» What to work on: Starting at the first line of the data below, write out each line exactly until you reach the line containing "before taking logarithms.", and include that line too.

(Stored data)

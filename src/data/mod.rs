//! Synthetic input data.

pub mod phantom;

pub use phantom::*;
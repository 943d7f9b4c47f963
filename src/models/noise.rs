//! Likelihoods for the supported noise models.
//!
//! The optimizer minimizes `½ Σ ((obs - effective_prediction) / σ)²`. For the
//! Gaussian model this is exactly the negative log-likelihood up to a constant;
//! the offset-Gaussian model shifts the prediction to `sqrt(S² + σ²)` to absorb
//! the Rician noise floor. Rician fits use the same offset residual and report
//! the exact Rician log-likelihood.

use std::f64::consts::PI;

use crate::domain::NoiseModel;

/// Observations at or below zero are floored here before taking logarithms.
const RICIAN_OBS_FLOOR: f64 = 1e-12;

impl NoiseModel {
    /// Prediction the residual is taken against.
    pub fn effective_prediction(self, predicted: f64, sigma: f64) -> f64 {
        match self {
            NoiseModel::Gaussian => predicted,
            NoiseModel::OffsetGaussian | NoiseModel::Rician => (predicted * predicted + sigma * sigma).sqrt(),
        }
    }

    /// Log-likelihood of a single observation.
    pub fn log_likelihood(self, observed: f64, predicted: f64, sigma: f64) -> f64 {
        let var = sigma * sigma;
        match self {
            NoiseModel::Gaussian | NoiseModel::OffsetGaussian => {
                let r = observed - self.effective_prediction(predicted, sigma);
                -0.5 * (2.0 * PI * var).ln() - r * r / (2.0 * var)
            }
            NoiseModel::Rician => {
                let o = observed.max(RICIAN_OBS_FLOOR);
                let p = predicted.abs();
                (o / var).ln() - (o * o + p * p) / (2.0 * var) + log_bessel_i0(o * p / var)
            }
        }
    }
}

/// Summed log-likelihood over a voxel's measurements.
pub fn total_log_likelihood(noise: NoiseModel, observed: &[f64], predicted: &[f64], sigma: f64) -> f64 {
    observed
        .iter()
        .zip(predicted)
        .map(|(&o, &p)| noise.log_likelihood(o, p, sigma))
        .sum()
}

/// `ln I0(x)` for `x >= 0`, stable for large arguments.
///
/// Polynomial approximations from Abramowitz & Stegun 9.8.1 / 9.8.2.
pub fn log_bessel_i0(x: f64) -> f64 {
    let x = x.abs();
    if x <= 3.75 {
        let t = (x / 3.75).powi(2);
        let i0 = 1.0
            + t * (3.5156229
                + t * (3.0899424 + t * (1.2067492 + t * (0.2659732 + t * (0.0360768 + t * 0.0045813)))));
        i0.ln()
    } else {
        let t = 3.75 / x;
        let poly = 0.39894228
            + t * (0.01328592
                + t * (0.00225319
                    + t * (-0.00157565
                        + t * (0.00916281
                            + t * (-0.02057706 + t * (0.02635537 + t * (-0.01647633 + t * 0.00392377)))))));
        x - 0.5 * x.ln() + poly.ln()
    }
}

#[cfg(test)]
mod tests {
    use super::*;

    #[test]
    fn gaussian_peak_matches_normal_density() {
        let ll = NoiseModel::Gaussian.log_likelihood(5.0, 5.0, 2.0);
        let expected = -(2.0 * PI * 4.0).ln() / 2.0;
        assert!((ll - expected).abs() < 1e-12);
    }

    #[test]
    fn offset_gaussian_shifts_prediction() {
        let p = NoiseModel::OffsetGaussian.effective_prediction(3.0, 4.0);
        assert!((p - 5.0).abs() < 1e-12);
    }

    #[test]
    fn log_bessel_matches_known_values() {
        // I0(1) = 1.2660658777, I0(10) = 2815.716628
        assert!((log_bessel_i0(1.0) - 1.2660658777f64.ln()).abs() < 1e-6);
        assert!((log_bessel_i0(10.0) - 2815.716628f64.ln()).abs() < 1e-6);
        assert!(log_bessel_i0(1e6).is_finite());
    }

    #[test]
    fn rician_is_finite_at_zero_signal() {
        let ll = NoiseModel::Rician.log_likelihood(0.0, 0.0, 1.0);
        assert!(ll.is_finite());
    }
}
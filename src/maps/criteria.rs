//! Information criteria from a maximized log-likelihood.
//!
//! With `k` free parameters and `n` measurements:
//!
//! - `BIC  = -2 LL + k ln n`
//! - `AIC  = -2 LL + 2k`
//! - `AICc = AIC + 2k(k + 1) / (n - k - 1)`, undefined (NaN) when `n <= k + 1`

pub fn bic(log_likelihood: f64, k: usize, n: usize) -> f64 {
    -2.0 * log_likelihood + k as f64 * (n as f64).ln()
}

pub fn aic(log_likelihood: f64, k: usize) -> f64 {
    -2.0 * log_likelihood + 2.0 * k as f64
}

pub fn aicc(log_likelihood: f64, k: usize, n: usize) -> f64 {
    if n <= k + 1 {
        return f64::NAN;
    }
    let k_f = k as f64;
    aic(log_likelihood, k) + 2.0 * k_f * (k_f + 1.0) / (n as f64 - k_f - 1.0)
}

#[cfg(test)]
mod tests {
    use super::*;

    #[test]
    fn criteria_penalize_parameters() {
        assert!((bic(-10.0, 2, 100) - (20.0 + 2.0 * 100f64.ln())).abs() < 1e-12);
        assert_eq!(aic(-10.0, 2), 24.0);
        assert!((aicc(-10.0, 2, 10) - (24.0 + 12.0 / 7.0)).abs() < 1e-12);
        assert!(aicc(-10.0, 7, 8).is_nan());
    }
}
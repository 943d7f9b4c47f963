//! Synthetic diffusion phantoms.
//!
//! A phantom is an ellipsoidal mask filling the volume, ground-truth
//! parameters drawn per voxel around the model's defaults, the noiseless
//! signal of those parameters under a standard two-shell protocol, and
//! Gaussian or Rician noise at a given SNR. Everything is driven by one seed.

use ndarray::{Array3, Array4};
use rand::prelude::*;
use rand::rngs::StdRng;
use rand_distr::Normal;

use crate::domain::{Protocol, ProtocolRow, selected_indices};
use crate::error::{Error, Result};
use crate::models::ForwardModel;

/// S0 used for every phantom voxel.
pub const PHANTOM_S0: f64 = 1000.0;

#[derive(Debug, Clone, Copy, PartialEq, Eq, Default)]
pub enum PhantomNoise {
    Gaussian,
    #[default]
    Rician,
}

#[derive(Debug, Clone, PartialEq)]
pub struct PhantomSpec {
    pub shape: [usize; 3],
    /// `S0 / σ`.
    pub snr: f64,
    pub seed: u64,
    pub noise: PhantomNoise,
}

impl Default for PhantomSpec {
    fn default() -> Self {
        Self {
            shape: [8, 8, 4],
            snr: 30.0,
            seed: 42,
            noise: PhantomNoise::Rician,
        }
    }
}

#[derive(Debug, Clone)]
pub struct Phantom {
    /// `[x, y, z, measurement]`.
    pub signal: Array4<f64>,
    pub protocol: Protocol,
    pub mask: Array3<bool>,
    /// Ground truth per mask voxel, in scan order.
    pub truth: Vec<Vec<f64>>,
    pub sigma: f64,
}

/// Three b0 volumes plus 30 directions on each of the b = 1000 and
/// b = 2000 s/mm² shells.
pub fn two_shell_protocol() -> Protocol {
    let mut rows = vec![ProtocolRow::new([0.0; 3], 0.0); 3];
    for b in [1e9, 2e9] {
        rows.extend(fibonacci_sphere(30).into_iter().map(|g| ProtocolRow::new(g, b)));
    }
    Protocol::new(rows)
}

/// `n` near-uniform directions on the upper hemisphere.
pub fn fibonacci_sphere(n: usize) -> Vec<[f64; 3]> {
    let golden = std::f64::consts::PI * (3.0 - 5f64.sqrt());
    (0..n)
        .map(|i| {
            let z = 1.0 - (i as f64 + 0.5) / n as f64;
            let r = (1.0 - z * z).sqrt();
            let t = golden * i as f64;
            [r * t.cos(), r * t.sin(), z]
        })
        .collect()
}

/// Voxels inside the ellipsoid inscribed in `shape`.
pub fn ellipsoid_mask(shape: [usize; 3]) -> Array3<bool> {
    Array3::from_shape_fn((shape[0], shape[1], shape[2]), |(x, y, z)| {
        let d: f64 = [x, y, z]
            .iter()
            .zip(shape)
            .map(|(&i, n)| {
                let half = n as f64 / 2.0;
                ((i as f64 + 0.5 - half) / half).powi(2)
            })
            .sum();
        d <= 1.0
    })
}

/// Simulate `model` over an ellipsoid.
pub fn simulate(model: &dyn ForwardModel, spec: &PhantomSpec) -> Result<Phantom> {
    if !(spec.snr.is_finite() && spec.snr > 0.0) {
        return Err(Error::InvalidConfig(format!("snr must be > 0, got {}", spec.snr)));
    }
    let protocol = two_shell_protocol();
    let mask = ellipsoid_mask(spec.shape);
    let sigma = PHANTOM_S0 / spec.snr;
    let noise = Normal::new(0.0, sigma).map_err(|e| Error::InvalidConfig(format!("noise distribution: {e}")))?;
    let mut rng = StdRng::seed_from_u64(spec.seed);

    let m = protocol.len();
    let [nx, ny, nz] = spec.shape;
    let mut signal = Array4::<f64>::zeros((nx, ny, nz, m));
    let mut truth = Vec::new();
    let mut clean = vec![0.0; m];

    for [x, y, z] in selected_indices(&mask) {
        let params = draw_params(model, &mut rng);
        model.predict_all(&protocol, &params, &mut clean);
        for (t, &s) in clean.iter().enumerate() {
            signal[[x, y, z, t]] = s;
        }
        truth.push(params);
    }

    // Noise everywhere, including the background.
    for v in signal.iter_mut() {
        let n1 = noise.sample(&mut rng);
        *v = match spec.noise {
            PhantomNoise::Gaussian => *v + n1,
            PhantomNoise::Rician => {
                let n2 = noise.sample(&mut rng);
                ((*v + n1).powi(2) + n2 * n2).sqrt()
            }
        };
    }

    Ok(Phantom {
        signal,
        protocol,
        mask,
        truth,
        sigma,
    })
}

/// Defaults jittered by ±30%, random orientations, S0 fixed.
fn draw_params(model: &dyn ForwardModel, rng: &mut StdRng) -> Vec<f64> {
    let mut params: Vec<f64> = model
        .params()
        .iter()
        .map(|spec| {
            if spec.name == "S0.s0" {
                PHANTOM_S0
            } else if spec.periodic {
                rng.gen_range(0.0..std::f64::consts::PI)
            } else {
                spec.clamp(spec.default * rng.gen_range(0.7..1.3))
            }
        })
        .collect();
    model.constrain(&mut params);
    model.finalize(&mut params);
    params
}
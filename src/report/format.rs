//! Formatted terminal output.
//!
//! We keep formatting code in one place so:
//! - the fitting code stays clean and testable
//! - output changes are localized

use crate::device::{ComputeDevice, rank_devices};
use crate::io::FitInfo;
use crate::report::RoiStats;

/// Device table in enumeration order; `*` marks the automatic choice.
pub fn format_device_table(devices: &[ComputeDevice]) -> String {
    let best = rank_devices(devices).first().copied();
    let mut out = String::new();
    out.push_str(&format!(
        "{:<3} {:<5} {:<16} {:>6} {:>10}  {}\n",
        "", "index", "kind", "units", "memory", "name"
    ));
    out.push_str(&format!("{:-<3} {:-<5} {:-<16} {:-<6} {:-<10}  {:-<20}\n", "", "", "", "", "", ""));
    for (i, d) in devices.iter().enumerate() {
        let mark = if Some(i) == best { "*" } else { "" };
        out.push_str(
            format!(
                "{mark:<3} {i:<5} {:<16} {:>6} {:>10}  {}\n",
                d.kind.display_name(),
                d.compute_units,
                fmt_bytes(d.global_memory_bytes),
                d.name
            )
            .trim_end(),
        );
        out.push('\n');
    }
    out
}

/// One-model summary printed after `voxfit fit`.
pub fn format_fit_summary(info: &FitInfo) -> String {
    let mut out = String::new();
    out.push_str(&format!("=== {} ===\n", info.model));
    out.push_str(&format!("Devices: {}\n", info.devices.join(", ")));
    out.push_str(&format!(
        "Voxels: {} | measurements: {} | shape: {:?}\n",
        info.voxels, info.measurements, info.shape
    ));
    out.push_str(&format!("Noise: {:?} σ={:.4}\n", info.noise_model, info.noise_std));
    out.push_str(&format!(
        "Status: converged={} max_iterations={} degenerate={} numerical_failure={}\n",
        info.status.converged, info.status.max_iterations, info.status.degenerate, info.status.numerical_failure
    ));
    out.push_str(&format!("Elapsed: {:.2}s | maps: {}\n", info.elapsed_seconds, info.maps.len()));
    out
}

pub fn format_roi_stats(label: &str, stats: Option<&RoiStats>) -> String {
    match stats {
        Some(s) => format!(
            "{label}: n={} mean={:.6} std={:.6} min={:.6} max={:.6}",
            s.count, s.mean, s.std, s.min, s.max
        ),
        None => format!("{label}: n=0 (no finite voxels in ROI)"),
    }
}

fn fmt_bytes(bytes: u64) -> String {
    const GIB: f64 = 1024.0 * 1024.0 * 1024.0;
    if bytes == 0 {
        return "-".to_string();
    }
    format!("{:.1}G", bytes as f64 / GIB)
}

» Response below:
filename src/data/mod.rs
//! Synthetic input data.

pub mod phantom;

pub use phantom::*;
repository 943d7f9b4c47f963
filename src/models/noise.rs
//! Likelihoods for the supported noise models.
//!
//! The optimizer minimizes `½ Σ ((obs - effective_prediction) / σ)²`. For the
//! Gaussian model this is exactly the negative log-likelihood up to a constant;
//! the offset-Gaussian model shifts the prediction to `sqrt(S² + σ²)` to absorb
//! the Rician noise floor. Rician fits use the same offset residual and report
//! the exact Rician log-likelihood.

use std::f64::consts::PI;

use crate::domain::NoiseModel;

/// Observations at or below zero are floored here before taking logarithms.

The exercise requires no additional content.